The start of a New Year is a great time to take pause, reflect on the year that has passed and consider how you want to approach the year ahead. But this year feels a bit different than usual due to 2020 being such a shitter and all. I mean, if we didn’t realise we don’t have control over our circumstances, we sure do now.
2020 has also shown us a lot about our health system and the people in it. We’ve seen how committed healthcare professionals are to delivering quality care. We’ve also seen how hamstrung they can be by the system in which they work, to the extent where it puts their own health at risk. 2020 has broadcast loud and clear that we need to reform our healthcare system to ensure it better supports care providers as well as the communities they serve.

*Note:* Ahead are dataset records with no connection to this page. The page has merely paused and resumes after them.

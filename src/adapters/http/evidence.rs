use super::AppState;
use crate::domain::jobs::{JobId, EVIDENCE_DIR};
use crate::error::{Error, Result};
use axum::extract::{Path, State};
use axum::http::header;
use axum::response::{IntoResponse, Response};
use std::io;

// Serves `<job_id>/evidence/<file>` as published in a report's `web_image_path`.
// Only files inside the evidence directory of a job that is still registered
// are reachable.
pub async fn evidence_image(
    State(state): State<AppState>,
    Path(relative): Path<String>,
) -> Result<Response> {
    let (job, _) = relative.split_once('/').ok_or(Error::NotFound)?;
    let id: JobId = job.parse().map_err(|_| Error::NotFound)?;
    state.registry.get(&id)?;

    let path = state.storage.resolve(&relative).ok_or(Error::NotFound)?;
    let evidence_dir = state.storage.area(&id).join(EVIDENCE_DIR);
    if !path.starts_with(&evidence_dir) || path == evidence_dir {
        return Err(Error::NotFound);
    }

    match tokio::fs::metadata(&path).await {
        Ok(meta) if meta.is_file() => {}
        Ok(_) => return Err(Error::NotFound),
        Err(e) if e.kind() == io::ErrorKind::NotFound => return Err(Error::NotFound),
        Err(e) => return Err(e.into()),
    }
    let data = tokio::fs::read(&path).await?;

    // Basic mime detection
    let content_type = mime_guess::from_path(&path)
        .first_or_octet_stream()
        .to_string();

    Ok(([(header::CONTENT_TYPE, content_type)], data).into_response())
}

Reconciling these thoughts - that we have to take action to create change, but remain at the mercy of our environment - is a challenge. It reminds me of the Stockdale Paradox, a concept that Jim Collins and his team developed when they were researching what factors influence how companies transition from good to great (you can about in this post on Possibility, not Optimism).
The bottom line of the Stockdale Paradox is that the organisations who managed to transform themselves from adequate to outstanding performers, all shared a common mindset. They maintained unwavering faith that they would prevail in achieving a successful outcome in the end, regardless of the difficulties. At the same time, they were willing and able to confront the most brutal facts of their reality, whatever they might be.

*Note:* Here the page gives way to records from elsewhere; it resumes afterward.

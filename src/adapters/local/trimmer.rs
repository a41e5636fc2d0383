use crate::ports::trimmer::{TrimFailure, Trimmer};
use async_trait::async_trait;
use std::path::{Path, PathBuf};
use tokio::process::Command;
use tracing::debug;

/// Trimmer backed by the `ffmpeg` executable.
pub struct FfmpegTrimmer {
    binary: PathBuf,
}

impl FfmpegTrimmer {
    pub fn new(binary: impl Into<PathBuf>) -> Self {
        Self {
            binary: binary.into(),
        }
    }
}

#[async_trait]
impl Trimmer for FfmpegTrimmer {
    async fn trim(&self, input: &Path, output: &Path, max_seconds: f64) -> Result<(), TrimFailure> {
        let result = Command::new(&self.binary)
            .arg("-y")
            .arg("-v")
            .arg("error")
            .arg("-i")
            .arg(input)
            .arg("-t")
            .arg(format!("{:.3}", max_seconds))
            .arg("-c:v")
            .arg("libx264")
            .arg("-c:a")
            .arg("aac")
            .arg("-movflags")
            .arg("+faststart")
            .arg(output)
            .kill_on_drop(true)
            .output()
            .await?;

        if !result.status.success() {
            debug!(
                "ffmpeg exited with {:?}: {}",
                result.status.code(),
                String::from_utf8_lossy(&result.stderr).trim()
            );
            return Err(TrimFailure::Failed(result.status.code()));
        }

        match tokio::fs::metadata(output).await {
            Ok(meta) if meta.len() > 0 => Ok(()),
            _ => Err(TrimFailure::NoOutput),
        }
    }
}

Transforming our healthcare system from adequate to great is going to take individuals and organisations who possess this same attitude. People who hold firm in their belief that it is possible to build a healthcare system that is truly person-centred, providing benefit all types of people in all sorts of communities. And people who at the same time, recognise that it isn’t going to magically happen by itself or a decree from on high.
Our current reality is that we are not consistently delivering person-centred care to all who need it. Our current reality is one that has an unacceptable toll on those who are working within the system to try and deliver this care. We need to face up to this reality and reject the notion that the workforce are a consumable resource. We also need to reject the notion that there’s nothing we can do about it as individuals.

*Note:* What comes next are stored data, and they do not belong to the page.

//! Analysis report produced by the external analyzer.
//!
//! The analyzer owns the shape of this payload. Only the fields the service
//! reads or rewrites are typed; everything else is kept in `extra` so the
//! report reaches clients unchanged.

use serde::{Deserialize, Serialize};
use serde_json::{Map, Value};

#[derive(Debug, Clone, Default, PartialEq, Serialize, Deserialize)]
pub struct Report {
    #[serde(default)]
    pub summary: Summary,
    #[serde(default)]
    pub analysis_metadata: AnalysisMetadata,
    #[serde(default)]
    pub incidents: Vec<Incident>,
    #[serde(flatten)]
    pub extra: Map<String, Value>,
}

#[derive(Debug, Clone, Default, PartialEq, Serialize, Deserialize)]
pub struct Summary {
    #[serde(default)]
    pub violence_detected: bool,
    #[serde(default)]
    pub highest_confidence: f64,
    #[serde(default, skip_serializing_if = "Vec::is_empty")]
    pub time_ranges_with_violence: Vec<String>,
    #[serde(flatten)]
    pub extra: Map<String, Value>,
}

#[derive(Debug, Clone, Default, PartialEq, Serialize, Deserialize)]
pub struct AnalysisMetadata {
    #[serde(default)]
    pub total_sequences_analyzed: u32,
    #[serde(default)]
    pub violence_incidents_found: u32,
    #[serde(flatten)]
    pub extra: Map<String, Value>,
}

#[derive(Debug, Clone, Default, PartialEq, Serialize, Deserialize)]
pub struct Incident {
    #[serde(default)]
    pub inappropriate_behavior_detected: bool,
    #[serde(default)]
    pub time_range: TimeRange,
    #[serde(default)]
    pub confidence_percentage: f64,
    #[serde(default)]
    pub description: String,
    #[serde(default, skip_serializing_if = "Option::is_none")]
    pub web_image_path: Option<String>,
    #[serde(flatten)]
    pub extra: Map<String, Value>,
}

#[derive(Debug, Clone, Default, PartialEq, Serialize, Deserialize)]
pub struct TimeRange {
    #[serde(default)]
    pub start_formatted: String,
    #[serde(default)]
    pub end_formatted: String,
    #[serde(default, skip_serializing_if = "Option::is_none")]
    pub start_seconds: Option<f64>,
    #[serde(default, skip_serializing_if = "Option::is_none")]
    pub end_seconds: Option<f64>,
    #[serde(flatten)]
    pub extra: Map<String, Value>,
}

impl TimeRange {
    pub fn from_seconds(start: f64, end: f64) -> Self {
        Self {
            start_formatted: format_timestamp(start),
            end_formatted: format_timestamp(end),
            start_seconds: Some(start),
            end_seconds: Some(end),
            extra: Map::new(),
        }
    }

    pub fn label(&self) -> String {
        format!("{}-{}", self.start_formatted, self.end_formatted)
    }
}

impl Report {
    /// Every free-form map in the report, outermost first.
    pub fn extra_maps_mut(&mut self) -> Vec<&mut Map<String, Value>> {
        let mut maps = vec![
            &mut self.extra,
            &mut self.summary.extra,
            &mut self.analysis_metadata.extra,
        ];
        for incident in &mut self.incidents {
            maps.push(&mut incident.extra);
            maps.push(&mut incident.time_range.extra);
        }
        maps
    }

    pub fn summary_text(&self) -> String {
        let analyzed = self.analysis_metadata.total_sequences_analyzed;
        if self.summary.violence_detected {
            format!(
                "violence detected in {} of {} analyzed sequences (highest confidence {}%)",
                self.analysis_metadata.violence_incidents_found,
                analyzed,
                self.summary.highest_confidence
            )
        } else {
            format!("no violence detected in {} analyzed sequences", analyzed)
        }
    }
}

/// Formats seconds as `m:ss`.
pub fn format_timestamp(seconds: f64) -> String {
    let total = if seconds.is_finite() && seconds > 0.0 {
        seconds.floor() as u64
    } else {
        0
    };
    format!("{}:{:02}", total / 60, total % 60)
}

/// Accumulates per-sequence verdicts into a [`Report`], keeping the summary
/// and counters consistent with the incidents.
#[derive(Debug, Default)]
pub struct ReportBuilder {
    report: Report,
}

impl ReportBuilder {
    pub fn new() -> Self {
        Self::default()
    }

    pub fn incident(
        mut self,
        start: f64,
        end: f64,
        detected: bool,
        confidence: f64,
        description: &str,
    ) -> Self {
        let time_range = TimeRange::from_seconds(start, end);
        let metadata = &mut self.report.analysis_metadata;
        let summary = &mut self.report.summary;

        metadata.total_sequences_analyzed += 1;
        if detected {
            metadata.violence_incidents_found += 1;
            summary.violence_detected = true;
            summary.time_ranges_with_violence.push(time_range.label());
        }
        if confidence > summary.highest_confidence {
            summary.highest_confidence = confidence;
        }

        self.report.incidents.push(Incident {
            inappropriate_behavior_detected: detected,
            time_range,
            confidence_percentage: confidence,
            description: description.to_string(),
            web_image_path: None,
            extra: Map::new(),
        });
        self
    }

    /// Attaches an evidence image to the most recently added incident.
    pub fn with_image(mut self, path: &str) -> Self {
        if let Some(incident) = self.report.incidents.last_mut() {
            incident.web_image_path = Some(path.to_string());
        }
        self
    }

    pub fn build(self) -> Report {
        self.report
    }
}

The video below provides a simplistic but entertaining illustration of how change happens from the bottom up. One of the main things that stands out to me from this video is that it can take a really long time to build the momentum that creates something bigger than an individual dancing in a field. The other is that the guy who is dancing is enjoying himself the entire time. He’s not dancing to get others to follow him, he’s dancing because he wants to feel the music. And he doesn’t care if others think he looks ridiculous.
I think we’re at the stage of the video where the third guy has joined in. Enough people care about this and are talking about it to know that it’s something worth caring about but we’re still a bunch of nerds at this point, we haven’t gone mainstream. And we need to go mainstream with this if we want to change the healthcare system.
So what next?
We keep dancing. All the way through 2021 and beyond. Keep dancing and banging the drum about healthcare reform, and keep trying to focus on the music rather than the crowd.